Time: 30 min +
What you need:
-Access to a computer and printer
-Tub of water
The notebooks of Charles Darwin, the 19th century naturalist, are chock full of detailed drawings and observations on the animal evolution that he studied. For this project, we decided to combine the unique qualities of Sunprints with a collage-like, field note style. Using transparencies and animal bones, we experimented with layering, varied exposure times, and the angle of the sun throughout the day.
Animal bones are stunningly beautiful objects. As the sun comes down at different angles, their lines and holes create fascinating shadows. By themselves, they make great prints. Because of the bones’ three-dimensional qualities, transparencies placed underneath them still show up.
As we became aware of the possibility of printing multiple things at once, we began to use varied exposure times for the objects, giving the prints the appearance of depth. Using acrylics on top of layers of transparencies allowed us to move the objects in the middle of printing, without messing up other elements.
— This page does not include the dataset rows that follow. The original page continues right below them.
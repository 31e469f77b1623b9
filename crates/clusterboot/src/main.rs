//! clusterboot CLI

use anyhow::Context;
use clap::{Args, Parser, Subcommand};
use clusterboot::{
    observability::{init_tracing, TracingConfig},
    reconciler::exit_code,
    version, AdminClient, CancelSignal, InMemoryAdminClient, MongoShellClient, MongoShellConfig,
    ReconcilerConfig, Reconciler, Report, Topology,
};
use serde::Serialize;
use std::path::{Path, PathBuf};
use std::process::ExitCode;
use std::sync::Arc;
use std::time::Duration;
use tracing::{error, info, warn};

#[derive(Parser)]
#[command(name = "clusterboot")]
#[command(about = "Bootstrap a sharded database cluster from a topology descriptor")]
#[command(version = version::VERSION)]
struct Cli {
    #[command(flatten)]
    global: GlobalArgs,

    #[command(subcommand)]
    command: Commands,
}

#[derive(Args)]
struct GlobalArgs {
    /// Router connection string
    #[arg(
        long,
        global = true,
        env = "CLUSTERBOOT_ROUTER",
        default_value = "mongodb://localhost:27017"
    )]
    router: String,

    /// Path to the mongosh binary
    #[arg(long, global = true, env = "CLUSTERBOOT_MONGOSH", default_value = "mongosh")]
    mongosh: PathBuf,

    /// Run against an in-memory simulated cluster instead of a live one
    #[arg(long, global = true)]
    simulate: bool,

    /// Also write the JSON report to this file
    #[arg(long, global = true)]
    report_file: Option<PathBuf>,

    /// Stop the whole run after this many seconds
    #[arg(long, global = true, env = "CLUSTERBOOT_RUN_DEADLINE_SECS")]
    deadline_secs: Option<u64>,
}

#[derive(Subcommand)]
enum Commands {
    /// Reconcile the cluster toward the topology
    Apply {
        /// Topology descriptor (YAML or JSON)
        #[arg(long, short, env = "CLUSTERBOOT_TOPOLOGY")]
        topology: PathBuf,
    },
    /// Show what `apply` would do, without changing anything
    Plan {
        #[arg(long, short, env = "CLUSTERBOOT_TOPOLOGY")]
        topology: PathBuf,
    },
    /// Check a topology descriptor without contacting the cluster
    Validate {
        #[arg(long, short, env = "CLUSTERBOOT_TOPOLOGY")]
        topology: PathBuf,
    },
    /// Print build information
    Version,
}

#[tokio::main]
async fn main() -> ExitCode {
    let cli = Cli::parse();

    if let Err(e) = init_tracing(TracingConfig::from_env()) {
        eprintln!("failed to initialize logging: {e}");
    }

    match run(cli).await {
        Ok(code) => exit_status(code),
        Err(e) => {
            error!("clusterboot failed: {e:#}");
            exit_status(exit_code::INTERNAL)
        }
    }
}

fn exit_status(code: i32) -> ExitCode {
    ExitCode::from(u8::try_from(code).unwrap_or(1))
}

async fn run(cli: Cli) -> anyhow::Result<i32> {
    let global = cli.global;

    match cli.command {
        Commands::Version => {
            println!("{}", version::build_info());
            Ok(exit_code::CONVERGED)
        }
        Commands::Validate { topology } => {
            let Some(topology) = load_topology(&topology) else {
                return Ok(exit_code::VALIDATION);
            };
            match topology.validate() {
                Ok(()) => {
                    info!("Topology is valid");
                    emit(&global, &serde_json::json!({ "valid": true, "issues": [] }))?;
                    Ok(exit_code::CONVERGED)
                }
                Err(issues) => {
                    for issue in &issues {
                        warn!(issue = %issue, "Invalid topology");
                    }
                    emit(&global, &serde_json::json!({ "valid": false, "issues": issues }))?;
                    Ok(exit_code::VALIDATION)
                }
            }
        }
        Commands::Plan { topology } => {
            let Some(topology) = load_topology(&topology) else {
                return Ok(exit_code::VALIDATION);
            };
            let reconciler = build_reconciler(&global, &topology);
            match reconciler.plan(&topology, install_cancel_handler()).await {
                Ok(plan) => {
                    emit(&global, &plan)?;
                    Ok(exit_code::CONVERGED)
                }
                Err(e) => {
                    error!(class = e.class(), error = %e, "Could not build a plan");
                    Ok(e.exit_code())
                }
            }
        }
        Commands::Apply { topology } => {
            let Some(topology) = load_topology(&topology) else {
                return Ok(exit_code::VALIDATION);
            };
            let reconciler = build_reconciler(&global, &topology);
            info!(
                version = %version::full_version(),
                simulate = global.simulate,
                router = %global.router,
                "Starting clusterboot"
            );

            match reconciler.reconcile(&topology, install_cancel_handler()).await {
                Ok(report) => {
                    emit_report(&global, &report)?;
                    Ok(exit_code::CONVERGED)
                }
                Err(failure) => {
                    error!(
                        class = failure.error.class(),
                        error = %failure.error,
                        "Bootstrap failed"
                    );
                    emit_report(&global, &failure.report)?;
                    Ok(failure.exit_code())
                }
            }
        }
    }
}

fn load_topology(path: &Path) -> Option<Topology> {
    match Topology::from_path(path) {
        Ok(topology) => Some(topology),
        Err(e) => {
            error!(path = %path.display(), error = %e, "Failed to load topology");
            None
        }
    }
}

fn build_reconciler(global: &GlobalArgs, topology: &Topology) -> Reconciler {
    let mut config = ReconcilerConfig::from_env();
    if let Some(secs) = global.deadline_secs {
        config.run_deadline = Some(Duration::from_secs(secs));
    }

    let admin: Arc<dyn AdminClient> = if global.simulate {
        info!(replica_sets = topology.replica_sets.len(), "Using simulated cluster");
        Arc::new(InMemoryAdminClient::new())
    } else {
        let shell = MongoShellConfig {
            binary: global.mongosh.clone(),
            router_uri: global.router.clone(),
            ..MongoShellConfig::from_env()
        };
        Arc::new(MongoShellClient::new(shell))
    };

    Reconciler::new(admin, config)
}

/// Cancel the run on ctrl-c; in-flight calls still finish.
fn install_cancel_handler() -> CancelSignal {
    let (handle, signal) = CancelSignal::new();
    tokio::spawn(async move {
        if tokio::signal::ctrl_c().await.is_ok() {
            warn!("Interrupt received, stopping after the current call");
            handle.cancel();
        }
    });
    signal
}

fn emit_report(global: &GlobalArgs, report: &Report) -> anyhow::Result<()> {
    info!(
        run_id = %report.run_id,
        applied = report.summary.applied,
        skipped = report.summary.skipped,
        failed = report.summary.failed,
        not_attempted = report.summary.not_attempted,
        "Run report"
    );
    emit(global, report)
}

/// Print `value` as JSON on stdout, and to `--report-file` when set.
fn emit<T: Serialize>(global: &GlobalArgs, value: &T) -> anyhow::Result<()> {
    let json = serde_json::to_string_pretty(value).context("Failed to serialize output")?;
    println!("{json}");

    if let Some(path) = &global.report_file {
        std::fs::write(path, format!("{json}\n"))
            .with_context(|| format!("Failed to write report to {}", path.display()))?;
        info!(path = %path.display(), "Report written");
    }
    Ok(())
}
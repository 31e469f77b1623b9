//! Build metadata emitted by `build.rs`.

pub const VERSION: &str = env!("CARGO_PKG_VERSION");

/// Short git commit SHA, or `unknown` outside a checkout
pub const GIT_SHA: &str = env!("VERGEN_GIT_SHA");

pub const GIT_BRANCH: &str = env!("VERGEN_GIT_BRANCH");

pub const GIT_DIRTY: &str = env!("VERGEN_GIT_DIRTY");

pub const RUSTC_VERSION: &str = env!("VERGEN_RUSTC_SEMVER");

pub const BUILD_TIMESTAMP: &str = env!("VERGEN_BUILD_TIMESTAMP");

pub const TARGET: &str = env!("VERGEN_CARGO_TARGET_TRIPLE");

/// `<version> (<sha>[ dirty])`
pub fn full_version() -> String {
    let dirty = if GIT_DIRTY == "true" { " dirty" } else { "" };
    format!("{VERSION} ({GIT_SHA}{dirty})")
}

/// Multi-line build details for `clusterboot version`.
pub fn build_info() -> String {
    format!(
        "clusterboot {}\n\
         commit: {}\n\
         branch: {}\n\
         built:  {}\n\
         rustc:  {}\n\
         target: {}",
        full_version(),
        GIT_SHA,
        GIT_BRANCH,
        BUILD_TIMESTAMP,
        RUSTC_VERSION,
        TARGET
    )
}

#[cfg(test)]
mod tests {
    use super::*;

    #[test]
    fn test_build_info_names_the_binary() {
        let info = build_info();
        assert!(info.starts_with("clusterboot "));
        assert!(info.contains(VERSION));
        assert!(full_version().starts_with(VERSION));
    }
}
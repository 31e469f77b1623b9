//! clusterboot
//!
//! Bootstraps a sharded database cluster from a declarative topology
//! descriptor: replica sets are initiated and brought to a primary, shards
//! are registered with the router, and sharding is enabled for the declared
//! databases and collections.
//!
//! Every run is idempotent. The reconciler observes the live cluster first and
//! only issues the commands still missing, so it can be re-run after any
//! failure and picks up where the previous run stopped.

pub mod admin;
pub mod config;
pub mod observability;
pub mod reconciler;
pub mod topology;
pub mod version;

pub use admin::{AdminClient, AdminError, InMemoryAdminClient, MongoShellClient, MongoShellConfig};
pub use config::ReconcilerConfig;
pub use reconciler::{
    CancelHandle, CancelSignal, Plan, ReconcileError, ReconcileFailure, Reconciler, Report,
};
pub use topology::{Topology, TopologyError, ValidationIssue};
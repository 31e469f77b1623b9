//! Run cancellation
//!
//! A run stops issuing new steps once its cancel flag is raised or its
//! deadline passes. Calls already in flight are allowed to finish.

use std::fmt;
use tokio::sync::watch;
use tokio::time::Instant;

/// Why a run stopped early.
#[derive(Clone, Copy, Debug, PartialEq, Eq)]
pub enum CancelReason {
    Requested,
    DeadlineExceeded,
}

impl fmt::Display for CancelReason {
    fn fmt(&self, f: &mut fmt::Formatter<'_>) -> fmt::Result {
        match self {
            CancelReason::Requested => f.write_str("cancellation requested"),
            CancelReason::DeadlineExceeded => f.write_str("run deadline exceeded"),
        }
    }
}

/// Sending half, held by whoever may stop the run (e.g. a ctrl-c handler).
#[derive(Debug)]
pub struct CancelHandle {
    tx: watch::Sender<bool>,
}

impl CancelHandle {
    pub fn cancel(&self) {
        self.tx.send_replace(true);
    }
}

/// Receiving half, observed by the reconciler between steps and while sleeping.
#[derive(Clone, Debug)]
pub struct CancelSignal {
    rx: Option<watch::Receiver<bool>>,
    deadline: Option<Instant>,
}

impl CancelSignal {
    pub fn new() -> (CancelHandle, Self) {
        let (tx, rx) = watch::channel(false);
        (
            CancelHandle { tx },
            Self {
                rx: Some(rx),
                deadline: None,
            },
        )
    }

    /// A signal that never fires.
    pub fn never() -> Self {
        Self {
            rx: None,
            deadline: None,
        }
    }

    pub fn with_deadline(mut self, deadline: Instant) -> Self {
        self.deadline = Some(deadline);
        self
    }

    pub fn deadline(&self) -> Option<Instant> {
        self.deadline
    }

    pub fn check(&self) -> Option<CancelReason> {
        if self.rx.as_ref().is_some_and(|rx| *rx.borrow()) {
            return Some(CancelReason::Requested);
        }
        match self.deadline {
            Some(deadline) if Instant::now() >= deadline => Some(CancelReason::DeadlineExceeded),
            _ => None,
        }
    }

    /// Resolves once the run is cancelled. Pending forever for [`CancelSignal::never`].
    pub async fn cancelled(&self) -> CancelReason {
        let requested = async {
            match self.rx.clone() {
                Some(mut rx) => {
                    // A dropped handle can no longer cancel.
                    if rx.wait_for(|cancelled| *cancelled).await.is_err() {
                        std::future::pending::<()>().await;
                    }
                }
                None => std::future::pending::<()>().await,
            }
        };
        let expired = async {
            match self.deadline {
                Some(deadline) => tokio::time::sleep_until(deadline).await,
                None => std::future::pending::<()>().await,
            }
        };

        tokio::select! {
            _ = requested => CancelReason::Requested,
            _ = expired => CancelReason::DeadlineExceeded,
        }
    }

    /// Sleep for `duration`, returning early with the reason if cancelled.
    pub async fn sleep(&self, duration: std::time::Duration) -> Result<(), CancelReason> {
        tokio::select! {
            _ = tokio::time::sleep(duration) => Ok(()),
            reason = self.cancelled() => Err(reason),
        }
    }
}

impl Default for CancelSignal {
    fn default() -> Self {
        Self::never()
    }
}
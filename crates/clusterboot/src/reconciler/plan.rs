//! Dry-run plans

use super::report::OperationKind;
use super::state::ClusterState;
use crate::topology::Topology;
use serde::Serialize;

#[derive(Clone, Copy, Debug, PartialEq, Eq, Serialize, strum::Display)]
#[serde(rename_all = "kebab-case")]
#[strum(serialize_all = "kebab-case")]
pub enum PlannedAction {
    /// Would issue a mutating call.
    Apply,
    /// Already satisfied.
    Skip,
    /// Depends on state that cannot be observed yet.
    Pending,
}

#[derive(Clone, Debug, Serialize)]
pub struct PlannedOperation {
    pub kind: OperationKind,
    pub target: String,
    pub action: PlannedAction,
}

/// What the next reconcile would do against the currently observed cluster.
#[derive(Clone, Debug, Serialize)]
pub struct Plan {
    pub operations: Vec<PlannedOperation>,
    pub observed: ClusterState,
}

impl Plan {
    pub fn is_converged(&self) -> bool {
        self.operations
            .iter()
            .all(|op| op.action == PlannedAction::Skip)
    }

    pub fn count(&self, action: PlannedAction) -> usize {
        self.operations
            .iter()
            .filter(|op| op.action == action)
            .count()
    }

    /// Diff the topology against observed state.
    pub fn diff(topology: &Topology, observed: ClusterState) -> Self {
        let mut operations = Vec::new();

        for rs in topology.replica_sets_in_bootstrap_order() {
            let action = if observed.is_initialized(&rs.name) {
                PlannedAction::Skip
            } else {
                PlannedAction::Apply
            };
            operations.push(PlannedOperation {
                kind: OperationKind::InitiateReplicaSet,
                target: rs.name.clone(),
                action,
            });
        }

        let router = observed.router.as_ref();
        let router_action = |present: Option<bool>| match present {
            None => PlannedAction::Pending,
            Some(true) => PlannedAction::Skip,
            Some(false) => PlannedAction::Apply,
        };

        for shard in &topology.shards {
            let id = shard.shard_id();
            let action = router_action(router.map(|r| r.shards.contains(&id)));
            operations.push(PlannedOperation {
                kind: OperationKind::AddShard,
                target: id,
                action,
            });
        }

        for db in topology.sharded_databases() {
            let action = router_action(router.map(|r| r.sharding_enabled_databases.contains(db)));
            operations.push(PlannedOperation {
                kind: OperationKind::EnableSharding,
                target: db.to_string(),
                action,
            });
        }

        for rule in &topology.sharding_rules {
            let ns = rule.namespace();
            let action = router_action(router.map(|r| r.sharded_collections.contains(&ns)));
            operations.push(PlannedOperation {
                kind: OperationKind::ShardCollection,
                target: ns.to_string(),
                action,
            });
        }

        Self {
            operations,
            observed,
        }
    }
}

/// Every operation the topology implies, in the order the reconciler runs them.
pub fn planned_operations(topology: &Topology) -> Vec<(OperationKind, String)> {
    let replica_sets = topology
        .replica_sets_in_bootstrap_order()
        .into_iter()
        .map(|rs| (OperationKind::InitiateReplicaSet, rs.name.clone()));
    let shards = topology
        .shards
        .iter()
        .map(|s| (OperationKind::AddShard, s.shard_id()));
    let databases = topology
        .sharded_databases()
        .into_iter()
        .map(|db| (OperationKind::EnableSharding, db.to_string()));
    let collections = topology
        .sharding_rules
        .iter()
        .map(|r| (OperationKind::ShardCollection, r.namespace().to_string()));

    replica_sets
        .chain(shards)
        .chain(databases)
        .chain(collections)
        .collect()
}

#[cfg(test)]
mod tests {
    use super::*;
    use crate::admin::ReplicaSetStatus;
    use crate::reconciler::state::RouterState;
    use crate::topology::fixtures::reference_topology;

    #[test]
    fn test_planned_operations_order() {
        let ops = planned_operations(&reference_topology());
        let kinds: Vec<OperationKind> = ops.iter().map(|(k, _)| *k).collect();
        assert_eq!(
            kinds,
            [
                OperationKind::InitiateReplicaSet,
                OperationKind::InitiateReplicaSet,
                OperationKind::InitiateReplicaSet,
                OperationKind::AddShard,
                OperationKind::AddShard,
                OperationKind::EnableSharding,
                OperationKind::ShardCollection,
            ]
        );
        assert_eq!(ops[0].1, "configReplSet");
        assert_eq!(ops[6].1, "db1.events.logs");
    }

    #[test]
    fn test_router_steps_pending_without_router() {
        let plan = Plan::diff(&reference_topology(), ClusterState::default());
        assert_eq!(plan.count(PlannedAction::Apply), 3);
        assert_eq!(plan.count(PlannedAction::Pending), 4);
        assert!(!plan.is_converged());
    }

    #[test]
    fn test_partial_router_state() {
        let topology = reference_topology();
        let mut observed = ClusterState::default();
        for rs in &topology.replica_sets {
            let mut status = ReplicaSetStatus::uninitialized(rs.name.clone());
            status.initialized = true;
            observed.replica_sets.insert(rs.name.clone(), status);
        }
        observed.router = Some(RouterState {
            shards: ["shard1ReplSet".to_string()].into(),
            ..Default::default()
        });

        let plan = Plan::diff(&topology, observed);
        let actions: Vec<PlannedAction> = plan.operations.iter().map(|op| op.action).collect();
        assert_eq!(
            actions,
            [
                PlannedAction::Skip,
                PlannedAction::Skip,
                PlannedAction::Skip,
                PlannedAction::Skip,
                PlannedAction::Apply,
                PlannedAction::Apply,
                PlannedAction::Apply,
            ]
        );
    }
}
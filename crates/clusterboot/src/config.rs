//! Reconciler Configuration
//!
//! Retry, backoff and deadline settings for a bootstrap run, with environment
//! variable overrides.

use std::time::Duration;

/// Reconciler configuration with sensible defaults
#[derive(Debug, Clone)]
pub struct ReconcilerConfig {
    // Convergence polling
    /// First delay between replica set status polls
    pub convergence_backoff_initial: Duration,

    /// Cap on the delay between status polls
    pub convergence_backoff_max: Duration,

    /// Hard deadline for a replica set to elect a primary
    /// (env: CLUSTERBOOT_CONVERGENCE_TIMEOUT_SECS)
    pub convergence_timeout: Duration,

    // Transient error retry
    /// Attempts per administrative call, including the first (env: CLUSTERBOOT_MAX_ATTEMPTS)
    pub max_attempts: u32,

    /// First delay before retrying a transient failure
    pub retry_backoff_initial: Duration,

    /// Cap on the delay between retries
    pub retry_backoff_max: Duration,

    /// Multiplier applied to both backoff sequences
    pub backoff_multiplier: f64,

    /// Jitter applied to both backoff sequences (0.0 disables it)
    pub backoff_randomization: f64,

    // Whole-run limit
    /// Deadline for the entire run (env: CLUSTERBOOT_RUN_DEADLINE_SECS)
    pub run_deadline: Option<Duration>,
}

impl Default for ReconcilerConfig {
    fn default() -> Self {
        Self {
            convergence_backoff_initial: Duration::from_millis(250),
            convergence_backoff_max: Duration::from_secs(5),
            convergence_timeout: Duration::from_secs(120),

            max_attempts: 5,
            retry_backoff_initial: Duration::from_millis(500),
            retry_backoff_max: Duration::from_secs(10),

            backoff_multiplier: 2.0,
            backoff_randomization: 0.2,

            run_deadline: None,
        }
    }
}

impl ReconcilerConfig {
    /// Create configuration from environment variables with defaults
    pub fn from_env() -> Self {
        let mut config = Self::default();

        if let Some(secs) = env_u64("CLUSTERBOOT_CONVERGENCE_TIMEOUT_SECS") {
            config.convergence_timeout = Duration::from_secs(secs);
        }

        if let Some(attempts) = env_u64("CLUSTERBOOT_MAX_ATTEMPTS") {
            config.max_attempts = u32::try_from(attempts).unwrap_or(u32::MAX).max(1);
        }

        if let Some(secs) = env_u64("CLUSTERBOOT_RUN_DEADLINE_SECS") {
            config.run_deadline = Some(Duration::from_secs(secs));
        }

        config
    }
}

fn env_u64(name: &str) -> Option<u64> {
    std::env::var(name).ok().and_then(|v| v.parse().ok())
}

#[cfg(test)]
mod tests {
    use super::*;

    #[test]
    fn test_defaults() {
        let config = ReconcilerConfig::default();
        assert_eq!(config.convergence_backoff_initial, Duration::from_millis(250));
        assert_eq!(config.convergence_backoff_max, Duration::from_secs(5));
        assert_eq!(config.convergence_timeout, Duration::from_secs(120));
        assert_eq!(config.max_attempts, 5);
        assert!(config.run_deadline.is_none());
    }
}
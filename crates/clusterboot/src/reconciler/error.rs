//! Reconcile errors and exit codes

use super::cancel::CancelReason;
use super::report::{OperationKind, Report};
use crate::admin::{AdminError, ReplicaSetStatus};
use crate::topology::ValidationIssue;
use std::time::Duration;
use thiserror::Error;

/// Process exit codes for each failure class.
pub mod exit_code {
    pub const CONVERGED: i32 = 0;
    pub const INTERNAL: i32 = 1;
    pub const VALIDATION: i32 = 2;
    pub const CONVERGENCE_TIMEOUT: i32 = 3;
    pub const STRUCTURAL_CONFLICT: i32 = 4;
    pub const CONNECTIVITY_EXHAUSTED: i32 = 5;
    pub const CANCELLED: i32 = 6;
}

#[derive(Debug, Error)]
pub enum ReconcileError {
    #[error("topology validation failed: {}", join_issues(.0))]
    TopologyValidation(Vec<ValidationIssue>),

    #[error(
        "replica set '{name}' did not elect a primary within {waited:?} (last status: {})",
        .last_status.summary()
    )]
    ReplicaSetConvergenceTimeout {
        name: String,
        waited: Duration,
        last_status: ReplicaSetStatus,
    },

    #[error("cannot shard {namespace}: {message}")]
    ShardKeyConflict { namespace: String, message: String },

    #[error("{step} on '{target}' still failing after {attempts} attempts: {last_error}")]
    ConnectivityExhausted {
        step: String,
        target: String,
        attempts: u32,
        #[source]
        last_error: AdminError,
    },

    #[error("{step} on '{target}' was rejected: {source}")]
    Rejected {
        step: String,
        target: String,
        #[source]
        source: AdminError,
    },

    #[error("run stopped: {reason}")]
    Cancelled { reason: CancelReason },
}

fn join_issues(issues: &[ValidationIssue]) -> String {
    issues
        .iter()
        .map(ToString::to_string)
        .collect::<Vec<_>>()
        .join("; ")
}

impl ReconcileError {
    pub fn exit_code(&self) -> i32 {
        match self {
            ReconcileError::TopologyValidation(_) => exit_code::VALIDATION,
            ReconcileError::ReplicaSetConvergenceTimeout { .. } => exit_code::CONVERGENCE_TIMEOUT,
            ReconcileError::ShardKeyConflict { .. } | ReconcileError::Rejected { .. } => {
                exit_code::STRUCTURAL_CONFLICT
            }
            ReconcileError::ConnectivityExhausted { .. } => exit_code::CONNECTIVITY_EXHAUSTED,
            ReconcileError::Cancelled { .. } => exit_code::CANCELLED,
        }
    }

    /// Short machine-readable class name.
    pub fn class(&self) -> &'static str {
        match self {
            ReconcileError::TopologyValidation(_) => "topology-validation",
            ReconcileError::ReplicaSetConvergenceTimeout { .. } => {
                "replica-set-convergence-timeout"
            }
            ReconcileError::ShardKeyConflict { .. } => "shard-key-conflict",
            ReconcileError::ConnectivityExhausted { .. } => "connectivity-exhausted",
            ReconcileError::Rejected { .. } => "rejected",
            ReconcileError::Cancelled { .. } => "cancelled",
        }
    }

    pub(crate) fn exhausted(
        step: OperationKind,
        target: &str,
        attempts: u32,
        last_error: AdminError,
    ) -> Self {
        ReconcileError::ConnectivityExhausted {
            step: step.to_string(),
            target: target.to_string(),
            attempts,
            last_error,
        }
    }

    /// A server refusal to shard is a key conflict; a shell or protocol
    /// failure is not.
    pub(crate) fn shard_collection_rejected(namespace: &str, source: AdminError) -> Self {
        match source {
            AdminError::Command { .. } => ReconcileError::ShardKeyConflict {
                namespace: namespace.to_string(),
                message: source.to_string(),
            },
            other => ReconcileError::rejected(OperationKind::ShardCollection, namespace, other),
        }
    }

    pub(crate) fn rejected(step: OperationKind, target: &str, source: AdminError) -> Self {
        ReconcileError::Rejected {
            step: step.to_string(),
            target: target.to_string(),
            source,
        }
    }
}

/// A failed run: the fatal error plus the progress made before it.
#[derive(Debug, Error)]
#[error("{error}")]
pub struct ReconcileFailure {
    #[source]
    pub error: ReconcileError,
    pub report: Report,
}

impl ReconcileFailure {
    pub fn exit_code(&self) -> i32 {
        self.error.exit_code()
    }
}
From here we moved into the full blown collage prints, using multiple objects and exposure times. It was helpful to plan out what to use and how long to leave each element on before starting. The final results were exciting!
The best part of this project was how many different directions were available. The individual components of bone and transparency can be combined in a plethora of ways. By leaving some objects on for shorter exposure times than others, a scale of blue and white develops, instead of the traditional all-high-contrast prints. Even the time of day the pieces were done had an effect, since the angle and brightness of the sun changes the shadow cast by the bone. If you’re working with educational groups, this is a great way to learn about the sun’s movement across the sky, as the effect of angle and height are clearly visible in the elongation of the image left on the Sunprint.